Will Book on Obama's Mom Shape Birther Debate?

In 2008, Janny Scott a reporter for the New York Times, took leave to write what would become A Singular Woman: The Untold Story of Barack Obama's Mother, a book to be released on May 3.

In the April 20 Times, Scott has a lengthy article largely excerpted from her book.  If, however, after two years and two hundred interviews, she has information that could put the birther controversy to bed, she has chosen not to share it, at least not yet.

In the article, Scott's discussion of the relationship between Barack Obama Sr. and Obama's mom, Stanley Ann Dunham, is brief and a little bit tantalizing.

Scott contends that Dunham met Obama in the fall of 1960.  She promptly became pregnant, "dropped out of school, married him and gave birth shortly before their union ended."  Much hinges on the word "shortly" here.  In the official Obama nativity story, told and retold many times, Obama is two years-old when his father leaves the family.  "Shortly" sounds shorter than two years, much shorter.

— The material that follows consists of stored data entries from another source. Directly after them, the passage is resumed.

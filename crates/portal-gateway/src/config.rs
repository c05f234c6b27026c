//! Configuration types and loading
//!
//! Config precedence: env vars > config file > defaults. The bootstrap
//! refresh token is loaded from the PORTAL_REFRESH_TOKEN env var or from
//! refresh_token_file, never stored in the TOML directly to avoid leaking
//! secrets.

use common::Secret;
use serde::Deserialize;
use std::path::{Path, PathBuf};

/// Root configuration
#[derive(Debug, Deserialize)]
pub struct Config {
    pub api: ApiConfig,
    #[serde(default)]
    pub credentials: CredentialsConfig,
}

/// Portal API connection settings
#[derive(Debug, Deserialize)]
pub struct ApiConfig {
    pub base_url: String,
    #[serde(default = "default_timeout")]
    pub timeout_secs: u64,
}

/// Credential storage settings
#[derive(Debug, Default, Deserialize)]
pub struct CredentialsConfig {
    /// Credential file path; omit to keep the session in memory only.
    #[serde(default)]
    pub file: Option<PathBuf>,
    /// Path to a file containing the bootstrap refresh token (alternative
    /// to the PORTAL_REFRESH_TOKEN env var)
    #[serde(default)]
    pub refresh_token_file: Option<PathBuf>,
    /// Resolved bootstrap token; seeded into an empty store at wiring time.
    #[serde(skip)]
    pub bootstrap_refresh: Option<Secret<String>>,
}

fn default_timeout() -> u64 {
    30
}

impl Config {
    /// Load configuration from a TOML file, then overlay environment
    /// variables.
    ///
    /// Bootstrap refresh token resolution order:
    /// 1. PORTAL_REFRESH_TOKEN env var
    /// 2. refresh_token_file path from config
    pub fn load(path: &Path) -> common::Result<Self> {
        let contents = std::fs::read_to_string(path)?;
        let mut config: Config = toml::from_str(&contents)?;

        // Validate base_url is a valid URL with http(s) scheme
        if !config.api.base_url.starts_with("http://")
            && !config.api.base_url.starts_with("https://")
        {
            return Err(common::Error::Config(format!(
                "base_url must start with http:// or https://, got: {}",
                config.api.base_url
            )));
        }

        // Validate timeout_secs is non-zero
        if config.api.timeout_secs == 0 {
            return Err(common::Error::Config(
                "timeout_secs must be greater than 0".into(),
            ));
        }

        // Resolve bootstrap token: env var takes precedence over file
        if let Ok(token) = std::env::var("PORTAL_REFRESH_TOKEN") {
            config.credentials.bootstrap_refresh = Some(Secret::new(token));
        } else if let Some(ref token_file) = config.credentials.refresh_token_file {
            let token = std::fs::read_to_string(token_file).map_err(|e| {
                common::Error::Config(format!(
                    "failed to read refresh_token_file {}: {e}",
                    token_file.display()
                ))
            })?;
            let token = token.trim().to_owned();
            if !token.is_empty() {
                config.credentials.bootstrap_refresh = Some(Secret::new(token));
            }
        }

        Ok(config)
    }

    /// Resolve config file path from CLI arg or CONFIG_PATH env var.
    pub fn resolve_path(cli_path: Option<&str>) -> PathBuf {
        if let Some(p) = cli_path {
            return PathBuf::from(p);
        }
        if let Ok(p) = std::env::var("CONFIG_PATH") {
            return PathBuf::from(p);
        }
        PathBuf::from("portal-gateway.toml")
    }
}
//! Credential storage for the portal session
//!
//! One process holds at most one signed-in session: an access token used
//! on every API request and a refresh token used to obtain a new access
//! token when the current one is rejected. The store is the single source
//! of truth for both; the gateway reads tokens at request time and writes
//! them back after a refresh.
//!
//! Two implementations are provided: `MemoryStore` for ephemeral sessions
//! and tests, and `FileStore`, which persists the session as a JSON file.
//! All file writes use atomic temp-file + rename to prevent corruption on
//! crash. A tokio Mutex serializes concurrent writers.

use std::future::Future;
use std::path::{Path, PathBuf};
use std::pin::Pin;

use serde::{Deserialize, Serialize};
use tokio::sync::Mutex;
use tracing::{debug, info};

use crate::error::{Error, Result};

/// The current session's tokens.
///
/// Both tokens are opaque to this crate: it stores and returns them but
/// never interprets their contents. Either side may be absent: a session
/// seeded from a refresh token starts with no access token, and a
/// signed-out session has neither.
#[derive(Debug, Clone, Default, Serialize, Deserialize)]
pub struct StoredCredential {
    pub access: Option<String>,
    pub refresh: Option<String>,
}

/// Backing storage for the session credential.
///
/// Implementations must hold at most one current credential; `set_access`
/// and `set_refresh` replace, never accumulate. The gateway is the only
/// writer on the refresh path, so implementations need to serialize
/// concurrent writes but not merge them.
///
/// Uses `Pin<Box<dyn Future>>` return types for dyn-compatibility
/// (`Arc<dyn CredentialStore>`).
pub trait CredentialStore: Send + Sync {
    /// Current access token, if any.
    fn access(&self) -> Pin<Box<dyn Future<Output = Option<String>> + Send + '_>>;

    /// Current refresh token, if any.
    fn refresh(&self) -> Pin<Box<dyn Future<Output = Option<String>> + Send + '_>>;

    /// Replace the access token. Idempotent.
    fn set_access(&self, token: String) -> Pin<Box<dyn Future<Output = Result<()>> + Send + '_>>;

    /// Replace the refresh token. Idempotent.
    fn set_refresh(&self, token: String) -> Pin<Box<dyn Future<Output = Result<()>> + Send + '_>>;

    /// Remove both tokens, leaving the session signed out.
    fn clear(&self) -> Pin<Box<dyn Future<Output = Result<()>> + Send + '_>>;
}

/// In-memory credential store.
///
/// Holds the session for the lifetime of the process. Used for tests and
/// for deployments that re-seed the session from the environment on start.
#[derive(Default)]
pub struct MemoryStore {
    state: Mutex<StoredCredential>,
}

impl MemoryStore {
    pub fn new() -> Self {
        Self::default()
    }

    /// Start from a known credential.
    pub fn with_credential(credential: StoredCredential) -> Self {
        Self {
            state: Mutex::new(credential),
        }
    }
}

impl CredentialStore for MemoryStore {
    fn access(&self) -> Pin<Box<dyn Future<Output = Option<String>> + Send + '_>> {
        Box::pin(async move { self.state.lock().await.access.clone() })
    }

    fn refresh(&self) -> Pin<Box<dyn Future<Output = Option<String>> + Send + '_>> {
        Box::pin(async move { self.state.lock().await.refresh.clone() })
    }

    fn set_access(&self, token: String) -> Pin<Box<dyn Future<Output = Result<()>> + Send + '_>> {
        Box::pin(async move {
            self.state.lock().await.access = Some(token);
            Ok(())
        })
    }

    fn set_refresh(&self, token: String) -> Pin<Box<dyn Future<Output = Result<()>> + Send + '_>> {
        Box::pin(async move {
            self.state.lock().await.refresh = Some(token);
            Ok(())
        })
    }

    fn clear(&self) -> Pin<Box<dyn Future<Output = Result<()>> + Send + '_>> {
        Box::pin(async move {
            *self.state.lock().await = StoredCredential::default();
            Ok(())
        })
    }
}

/// File-backed credential store.
///
/// The file is the single source of truth for the session: every write
/// updates the in-memory state and persists it before returning. Reads
/// take the lock briefly to clone the in-memory state, so request-time
/// reads don't block on a concurrent persist.
pub struct FileStore {
    path: PathBuf,
    state: Mutex<StoredCredential>,
}

impl FileStore {
    /// Load the session from the given file path.
    ///
    /// If the file doesn't exist, creates it holding an empty credential,
    /// so a cold start leaves a signed-out session rather than an error.
    pub async fn load(path: PathBuf) -> Result<Self> {
        let state = if path.exists() {
            let contents = tokio::fs::read_to_string(&path)
                .await
                .map_err(|e| Error::Io(format!("reading credential file: {e}")))?;
            let credential: StoredCredential = serde_json::from_str(&contents)
                .map_err(|e| Error::CredentialParse(format!("parsing credential file: {e}")))?;
            info!(
                path = %path.display(),
                signed_in = credential.access.is_some() || credential.refresh.is_some(),
                "loaded credential file"
            );
            credential
        } else {
            info!(path = %path.display(), "credential file not found, starting signed out");
            let credential = StoredCredential::default();
            write_atomic(&path, &credential).await?;
            credential
        };

        Ok(Self {
            path,
            state: Mutex::new(state),
        })
    }
}

impl CredentialStore for FileStore {
    fn access(&self) -> Pin<Box<dyn Future<Output = Option<String>> + Send + '_>> {
        Box::pin(async move { self.state.lock().await.access.clone() })
    }

    fn refresh(&self) -> Pin<Box<dyn Future<Output = Option<String>> + Send + '_>> {
        Box::pin(async move { self.state.lock().await.refresh.clone() })
    }

    fn set_access(&self, token: String) -> Pin<Box<dyn Future<Output = Result<()>> + Send + '_>> {
        Box::pin(async move {
            let mut state = self.state.lock().await;
            state.access = Some(token);
            debug!("updated access token");
            write_atomic(&self.path, &state).await
        })
    }

    fn set_refresh(&self, token: String) -> Pin<Box<dyn Future<Output = Result<()>> + Send + '_>> {
        Box::pin(async move {
            let mut state = self.state.lock().await;
            state.refresh = Some(token);
            debug!("updated refresh token");
            write_atomic(&self.path, &state).await
        })
    }

    fn clear(&self) -> Pin<Box<dyn Future<Output = Result<()>> + Send + '_>> {
        Box::pin(async move {
            let mut state = self.state.lock().await;
            *state = StoredCredential::default();
            debug!("cleared credential");
            write_atomic(&self.path, &state).await
        })
    }
}

/// Write the credential to a file atomically.
///
/// Writes to a temporary file in the same directory, then renames it over
/// the target. This prevents corruption if the process crashes mid-write.
/// Sets file permissions to 0600 (owner read/write only) since the file
/// contains session tokens.
async fn write_atomic(path: &Path, credential: &StoredCredential) -> Result<()> {
    let json = serde_json::to_string_pretty(credential)
        .map_err(|e| Error::CredentialParse(format!("serializing credential: {e}")))?;

    let dir = path
        .parent()
        .ok_or_else(|| Error::Io("credential path has no parent directory".into()))?;

    let tmp_path = dir.join(format!(".credential.tmp.{}", std::process::id()));

    tokio::fs::write(&tmp_path, json.as_bytes())
        .await
        .map_err(|e| Error::Io(format!("writing temp credential file: {e}")))?;

    // Set 0600 permissions (unix only)
    #[cfg(unix)]
    {
        use std::os::unix::fs::PermissionsExt;
        let perms = std::fs::Permissions::from_mode(0o600);
        tokio::fs::set_permissions(&tmp_path, perms)
            .await
            .map_err(|e| Error::Io(format!("setting credential file permissions: {e}")))?;
    }

    tokio::fs::rename(&tmp_path, path)
        .await
        .map_err(|e| Error::Io(format!("renaming temp credential file: {e}")))?;

    debug!(path = %path.display(), "persisted credential");
    Ok(())
}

As to where baby Obama is born, that Scott does not reveal.  Curiously, however, she tells the reader that Obama's half-sister Maya Kassandra Soetoro was born "at Saint Carolus Hospital, a Catholic hospital thought by Westerners at that time to be the best in Jakarta." 

Although the Times has pretended there is no controversy about Obama's birthplace, Scott cannot be unaware of it.  Whether she is being coy here or simply oblivious, time will soon enough tell, but probably not "the" Times.